一時的なストレスや心配事があったり、徹夜作業などで生活リズムが乱れたことによる不眠は数日で改善されることが殆どです。しかし慢性的に眠れない状態が続くと、体調不良につながり日常生活へ影響が出てしまいます。疲れが取れず、食欲低下や気分の落ち込み、集中力低下などが見られたら不眠症の状態です。
不眠によるストレスから脳内ホルモンのバランスが崩れ、不安・イライラ・抑うつ・怒りっぽいなどメンタル不調が生じるようになります。1日4時間半ほどの睡眠状態が5日続くと、うつ病や統合失調症などの患者と似た脳機能の変化が見られ、不安・混乱・抑うつ傾向が強まるという研究結果も出ています(国立精神神経医療研究センター研究)
病院で「ねむれていますか?」と聞かれるのは、今の心身の状態を知る手掛かりとしているからです。
・睡眠を促すホルモンはメラトニンといい暗くなると分泌が増えてきます。
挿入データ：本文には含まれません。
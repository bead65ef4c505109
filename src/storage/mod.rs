//! Record sinks for scraped job postings.
//!
//! A sink receives the whole batch of a run and upserts it keyed by source
//! URL. Failures are reported once for the batch.
//!
//! - `SupabaseSink`: remote PostgREST tables (`companies`, `jobs`)
//! - `JsonFileSink`: a local JSON array file, used for dry runs

pub mod local;
pub mod supabase;

use async_trait::async_trait;
use serde::Serialize;

use crate::error::Result;
use crate::models::JobRecord;

// Re-export for convenience
pub use local::JsonFileSink;
pub use supabase::SupabaseSink;

/// Outcome of a successful batch upsert.
#[derive(Debug, Clone, Copy, Default, PartialEq, Eq, Serialize)]
pub struct SinkReport {
    /// Records handed to the sink
    pub submitted: usize,
    /// Records the sink accepted
    pub upserted: usize,
}

/// Trait for record sink backends.
#[async_trait]
pub trait RecordSink: Send + Sync {
    /// Upsert `records` keyed by source URL.
    async fn upsert(&self, records: &[JobRecord]) -> Result<SinkReport>;

    /// Short name used in logs.
    fn name(&self) -> &str;
}

/// Writes every batch to a mirror sink before the primary one, so a
/// primary failure never loses the scraped records.
pub struct MirroredSink<M, P> {
    mirror: M,
    primary: P,
}

impl<M: RecordSink, P: RecordSink> MirroredSink<M, P> {
    pub fn new(mirror: M, primary: P) -> Self {
        Self { mirror, primary }
    }
}

#[async_trait]
impl<M: RecordSink, P: RecordSink> RecordSink for MirroredSink<M, P> {
    async fn upsert(&self, records: &[JobRecord]) -> Result<SinkReport> {
        if let Err(e) = self.mirror.upsert(records).await {
            log::warn!("Mirror sink '{}' failed: {}", self.mirror.name(), e);
        }
        self.primary.upsert(records).await
    }

    fn name(&self) -> &str {
        self.primary.name()
    }
}
//! Service layer for the scraper.
//!
//! This module contains the pipeline leaves:
//! - Browser sessions (`BrowserSession`, `ChromeSession`)
//! - Page fetching with retry and block detection (`PageFetcher`)
//! - Structured-data extraction (`StructuredExtractor`)
//! - DOM selector fallback (`DomExtractor`)
//! - Record normalization (`normalize`)

mod browser;
mod dom;
mod fetcher;
mod normalizer;
mod structured;

#[cfg(test)]
pub(crate) mod testing;

pub use browser::{BrowserSession, ChromeSession, NavigationError};
pub use dom::DomExtractor;
pub use fetcher::{PageFetcher, PageSource};
pub use normalizer::{normalize, to_record};
pub use structured::{StructuredExtraction, StructuredExtractor};
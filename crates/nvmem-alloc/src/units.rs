pub const KIB: u64 = 1024;
pub const MIB: u64 = 1024 * KIB;
pub const GIB: u64 = 1024 * MIB;
pub const TIB: u64 = 1024 * GIB;

/// Whole GiB contained in `bytes` (rounded down).
pub fn bytes_to_gib(bytes: u64) -> u64 {
    bytes / GIB
}

pub fn gib_to_bytes(gib: u64) -> u64 {
    gib.saturating_mul(GIB)
}

/// Parse a capacity such as `512GiB`, `1.5TiB`, `256 G` or a plain byte count.
///
/// Suffixes are binary (`G`, `GB` and `GiB` all mean 2^30). Fractional values are
/// truncated to whole bytes.
pub fn parse_capacity(input: &str) -> Result<u64, String> {
    let trimmed = input.trim();
    if trimmed.is_empty() {
        return Err("empty capacity".to_string());
    }

    let split = trimmed
        .find(|c: char| !(c.is_ascii_digit() || c == '.' || c == '_'))
        .unwrap_or(trimmed.len());
    let (number, suffix) = trimmed.split_at(split);
    let number = number.replace('_', "");
    if number.is_empty() {
        return Err(format!("capacity `{trimmed}` has no numeric part"));
    }

    let multiplier = match suffix.trim().to_ascii_lowercase().as_str() {
        "" | "b" => 1,
        "k" | "kb" | "kib" => KIB,
        "m" | "mb" | "mib" => MIB,
        "g" | "gb" | "gib" => GIB,
        "t" | "tb" | "tib" => TIB,
        other => return Err(format!("unknown capacity suffix `{other}`")),
    };

    if let Ok(whole) = number.parse::<u64>() {
        return whole
            .checked_mul(multiplier)
            .ok_or_else(|| format!("capacity `{trimmed}` overflows u64"));
    }

    let value: f64 = number
        .parse()
        .map_err(|_| format!("invalid capacity `{trimmed}`"))?;
    let bytes = value * multiplier as f64;
    if !bytes.is_finite() || bytes < 0.0 || bytes > u64::MAX as f64 {
        return Err(format!("capacity `{trimmed}` is out of range"));
    }
    Ok(bytes as u64)
}
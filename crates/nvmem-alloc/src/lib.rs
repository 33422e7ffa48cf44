//! Capacity planning for persistent-memory modules.
//!
//! A [`MemoryAllocationRequest`] ("N GiB memory mode, M GiB app direct on these
//! modules") is checked by a chain of [`RequestRule`]s, laid out by ordered
//! [`LayoutStep`]s into a per-module [`MemoryAllocationLayout`], and finally
//! judged by [`PostLayoutCheck`]s. [`MemoryAllocator`] drives the pipeline and
//! [`MemoryAllocationGoalService`] turns layouts into per-device goals.
//!
//! Device state is read through the [`DeviceLibrary`] trait; nothing here
//! writes to hardware.

mod allocator;
mod builder;
mod config_goal;
mod deviation;
mod error;
mod goal;
mod layout;
mod library;
mod request;
mod reserve;
pub mod rules;
pub mod steps;
mod types;
pub mod units;

pub use allocator::{MemoryAllocator, PlanningStage};
pub use builder::{MemoryAllocationRequestBuilder, PersistentType};
pub use config_goal::{AppDirectSet, AppDirectSettings, ConfigGoal, ConfigGoalStatus};
pub use deviation::{PostLayoutCheck, PostLayoutRequestDeviationCheck, ACCEPTED_PERCENT_DEVIATION};
pub use error::{AllocationError, LibraryError, RejectionCategory, RejectionKind};
pub use goal::{
    GoalServiceError, MemoryAllocationGoal, MemoryAllocationGoalCollection, MemoryAllocationGoalService,
};
pub use layout::{LayoutWarning, MemoryAllocationLayout};
pub use library::{DeviceDiscovery, DeviceLibrary, InMemoryLibrary, Manageability, NamespaceType};
pub use request::MemoryAllocationRequest;
pub use reserve::ReserveDimmSelector;
pub use rules::RequestRule;
pub use steps::LayoutStep;
pub use types::{
    AppDirectExtent, Dimm, InterleaveFormat, InterleaveSelector, InterleaveSize, InterleaveWays,
    ModeCapabilities, PersistentExtent, PersistentMode, PlatformCapabilities, CHANNELS_PER_IMC,
    DIMMS_PER_SOCKET, IMCS_PER_SOCKET, MAX_APP_DIRECT_EXTENTS,
};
メラトニンとセロトニンは拮抗関係にあり、セロトニンは太陽の光を浴びることで増えてきます。日中のセロトニン分泌量が多いと夜間のメラトニン量も増え、より睡眠効果が得られやすくなります。うつ病などではセロトニンの量がより少ないため、結果として充分な睡眠がとれないという悪循環になってしまうのです。
不規則な生活スタイルからくる不眠などは、規則正しい生活に切り替えることよって改善は見込まれますが、不安や心配、抑うつなどの精神的な病状の一つとして見られている不眠は、生活スタイルの見直しだけでは難しいため内服治療も必要となってきます。不眠のタイプ・要因は個々人によって様々であり、内服薬も症状に応じて処方するため、現在の睡眠状況をできる限り詳しく医師に伝えることは大切です。